If you see Matthew Patrick Davis, 35, while he’s in town this summer, please don’t stare. The 6-foot- 8-inch, 170-pound actor knows he’s tall and thin, but it’s not like he’s a freak or anything. Most of the time.
“I’m playing a freak [called ‘The Geek’] in the new production of ‘Side Show’ — and, spoiler alert — I bite the head off a chicken in the first five minutes,” he says.
“Side Show,” a reboot of a short-lived 1997 Broadway musical, tells the true-ish story of conjoined twins who started out as side show attractions and became vaudeville stars. When the Hilton sisters go on to fame and fortune, the show disbands, leaving The Geek to find a less gruesome way to make a living.
Many of the side show stars, such as Reptile Man and Dog Boy, are played by actors who rely on elaborate costumes and prosthetics for their unusual appearances. Davis does wear a mask and giant buck teeth, but the rest is all him.
“I don’t wear stilts or anything,” he says. “They just put me in a costume that’s super tight, with black and white vertical stripes that accentuate my height.”
Davis manages to sing despite the gear on his face. “I have kind of lowered my voice and given The Geek a bit of a verbal slur,” Davis says. “Hopefully it sounds like the voice of a character instead of a person trying to talk with giant fake teeth.”
Davis’ gifts extend beyond height. He’s a talented physical comedian, which landed him a spot on “The Sarah Silverman Program,” where he did a dead-on Ace Ventura impersonation. “They all thought that was all I did, that I was a full-time Jim Carrey impersonator,” Davis says.
It was actually the first time he’d been paid to mimic Carrey, though he’d had plenty of practice. As an “impressionable high schooler,” Davis loved the rubber-faced actor so much, he got into the habit of talking like Carrey all the time, much to his parents’ dismay.
Stints at the Upright Citizens Brigade cured him of that tic, and he’s since taken on a variety of roles, mainstream and not. He’s been a zombie customer in a Sprint commercial, appeared in small parts on “Community” and “Greek,” and played Vomit in the indie film “Bulimia: The Musical.”
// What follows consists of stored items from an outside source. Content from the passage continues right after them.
use crate::{
    core::domain::{
        error::DevbaoError,
        model::{
            instance_config::{ConfigOption, DevConfig},
            listener::Listener,
            node::{ENV_ADDR, ENV_TOKEN},
            storage::Storage,
        },
        value_object::ProductType,
    },
    lifecycle::application::response::node_response::NodeState,
    tests::support::{FAKE_BINARY, FAKE_PID, Harness},
};
use std::collections::BTreeMap;
use std::path::PathBuf;

fn dev_options() -> Vec<ConfigOption> {
    vec![ConfigOption::Dev(DevConfig {
        token: "devroot".into(),
        address: "127.0.0.1:8200".into(),
        tls: false,
    })]
}

fn raft_options(address: &str) -> Vec<ConfigOption> {
    vec![
        ConfigOption::Listener(Listener::tcp(address)),
        ConfigOption::Storage(Storage::Raft),
    ]
}

#[tokio::test]
async fn test_started_dev_node_exports_address_and_token() {
    let harness = Harness::stopped();
    let mut node = harness
        .nodes
        .build("dev", ProductType::Auto, dev_options())
        .await
        .unwrap();
    harness.nodes.start(&mut node).await.unwrap();

    let env = harness.nodes.env(&node).unwrap();
    let expected = BTreeMap::from([
        (ENV_ADDR.to_string(), "http://127.0.0.1:8200".to_string()),
        (ENV_TOKEN.to_string(), "devroot".to_string()),
    ]);
    assert_eq!(env, expected);

    let stored = harness.nodes.load("dev").await.unwrap();
    assert_eq!(stored.pid(), FAKE_PID);
    assert_eq!(stored.exec.unwrap().binary, PathBuf::from(FAKE_BINARY));
}

#[tokio::test]
async fn test_start_renders_production_configuration() {
    let harness = Harness::stopped();
    let mut node = harness
        .nodes
        .build("n0", ProductType::OpenBao, raft_options("127.0.0.1:8200"))
        .await
        .unwrap();
    harness.nodes.start(&mut node).await.unwrap();

    let directory = harness.nodes.directory("n0");
    let config = std::fs::read_to_string(directory.join("config.hcl")).unwrap();
    assert!(config.contains("storage \"raft\""));
    assert!(config.contains("cluster_addr = \"https://127.0.0.1:8201\""));
    assert!(config.contains("api_addr = \"http://127.0.0.1:8200\""));

    let exec = node.exec.unwrap();
    assert_eq!(exec.connection_address, "127.0.0.1:8200");
    assert!(exec.args.iter().any(|a| a.starts_with("-config=")));
}

#[tokio::test]
async fn test_clean_twice_succeeds() {
    let harness = Harness::stopped();
    harness
        .nodes
        .build("n0", ProductType::OpenBao, raft_options("127.0.0.1:8200"))
        .await
        .unwrap();

    let first = harness.nodes.clean("n0", false).await.unwrap();
    assert!(first.removed);
    assert!(!harness.nodes.exists("n0").await);

    let second = harness.nodes.clean("n0", false).await.unwrap();
    assert!(!second.removed);
    assert!(second.warnings.is_empty());
}

#[tokio::test]
async fn test_kill_forgets_process() {
    let harness = Harness::running();
    let mut node = harness
        .nodes
        .build("n0", ProductType::OpenBao, raft_options("127.0.0.1:8200"))
        .await
        .unwrap();
    harness.nodes.start(&mut node).await.unwrap();
    assert!(harness.nodes.is_running(&node));

    harness.nodes.kill(&mut node).await.unwrap();
    assert!(node.exec.is_none());
    assert!(harness.nodes.load("n0").await.unwrap().exec.is_none());
}

#[tokio::test]
async fn test_resume_refuses_running_node() {
    let harness = Harness::running();
    let mut node = harness
        .nodes
        .build("n0", ProductType::OpenBao, raft_options("127.0.0.1:8200"))
        .await
        .unwrap();
    harness.nodes.start(&mut node).await.unwrap();

    let err = harness.nodes.resume(&mut node).await.unwrap_err();
    assert!(matches!(err, DevbaoError::StateConflict(_)));
}

#[tokio::test]
async fn test_resume_dev_node_warns_about_lost_state() {
    let harness = Harness::stopped();
    let mut node = harness
        .nodes
        .build("dev", ProductType::Auto, dev_options())
        .await
        .unwrap();

    let outcome = harness.nodes.resume(&mut node).await.unwrap();
    assert_eq!(outcome.warnings.len(), 1);
    assert!(outcome.warnings[0].contains("dev mode"));
    assert_eq!(node.pid(), FAKE_PID);
}

#[tokio::test]
async fn test_rebuild_hands_over_process_snapshot() {
    let harness = Harness::running();
    let mut node = harness
        .nodes
        .build("n0", ProductType::OpenBao, raft_options("127.0.0.1:8200"))
        .await
        .unwrap();
    harness.nodes.start(&mut node).await.unwrap();

    let rebuilt = harness
        .nodes
        .build("n0", ProductType::OpenBao, raft_options("127.0.0.1:8300"))
        .await
        .unwrap();
    assert_eq!(rebuilt.pid(), FAKE_PID);
    assert!(rebuilt.token.is_empty());
}

#[tokio::test]
async fn test_clean_cluster_member_requires_force() {
    let harness = Harness::stopped();
    let mut node = harness
        .nodes
        .build("n0", ProductType::OpenBao, raft_options("127.0.0.1:8200"))
        .await
        .unwrap();
    node.cluster = "c".into();
    harness.nodes.save(&node).await.unwrap();

    let err = harness.nodes.clean("n0", false).await.unwrap_err();
    assert!(matches!(err, DevbaoError::StateConflict(_)));
    assert!(harness.nodes.exists("n0").await);

    assert!(harness.nodes.clean("n0", true).await.unwrap().removed);
}

#[tokio::test]
async fn test_forced_clean_tolerates_corrupt_record() {
    let harness = Harness::stopped();
    let directory = harness.workspace.node_dir("broken");
    std::fs::create_dir_all(&directory).unwrap();
    std::fs::write(directory.join("node.json"), "{not json").unwrap();

    assert!(harness.nodes.clean("broken", false).await.is_err());

    let outcome = harness.nodes.clean("broken", true).await.unwrap();
    assert!(outcome.removed);
    assert_eq!(outcome.warnings.len(), 1);
}

#[tokio::test]
async fn test_list_reports_state_and_unreadable_records() {
    let harness = Harness::stopped();
    harness
        .nodes
        .build("a", ProductType::OpenBao, raft_options("127.0.0.1:8200"))
        .await
        .unwrap();
    let broken = harness.workspace.node_dir("b");
    std::fs::create_dir_all(&broken).unwrap();
    std::fs::write(broken.join("node.json"), "[]").unwrap();

    let summaries = harness.nodes.list().await.unwrap();
    assert_eq!(summaries.len(), 2);
    assert_eq!(summaries[0].name, "a");
    assert_eq!(summaries[0].state, NodeState::Stopped);
    assert_eq!(summaries[1].state, NodeState::Unreadable);
}

#[tokio::test]
async fn test_load_rejects_path_traversal() {
    let harness = Harness::stopped();
    let err = harness.nodes.load("../etc").await.unwrap_err();
    assert!(matches!(err, DevbaoError::Validation { .. }));
}

#[tokio::test]
async fn test_build_rejects_missing_storage() {
    let harness = Harness::stopped();
    let err = harness
        .nodes
        .build(
            "n0",
            ProductType::OpenBao,
            vec![ConfigOption::Listener(Listener::tcp("127.0.0.1:8200"))],
        )
        .await
        .unwrap_err();
    assert!(err.to_string().contains("n0"));
    assert!(!harness.nodes.exists("n0").await);
}

#[tokio::test]
async fn test_logs_of_missing_file_are_empty() {
    let harness = Harness::stopped();
    let node = harness
        .nodes
        .build("n0", ProductType::OpenBao, raft_options("127.0.0.1:8200"))
        .await
        .unwrap();
    std::fs::write(
        harness.workspace.node_log("n0"),
        "one\ntwo\nthree\n",
    )
    .unwrap();

    assert_eq!(harness.nodes.logs(&node, false, 2).await.unwrap(), "two\nthree");
    assert_eq!(harness.nodes.logs(&node, true, 10).await.unwrap(), "");
}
No matter how far he stretches as an actor, Davis accepts that some roles will be forever out of his reach. “Face it. I won’t be starring opposite Tom Cruise in any films anytime soon, unless it’s as a scary monster towering over him,” Davis says.
Plot of ‘Side Show’
Conjoined twins Daisy and Violet Hilton are the star performers in a 1930s traveling side-show, but Daisy Dreams of main- stream stardom and Violet hopes to marry and lead a ordinary life. Since they are joined at the hip, complications ensue.
Kennedy Center, 2700 F St. NW; through July 13, $45-$130; 202-467-4600. (Foggy Bottom)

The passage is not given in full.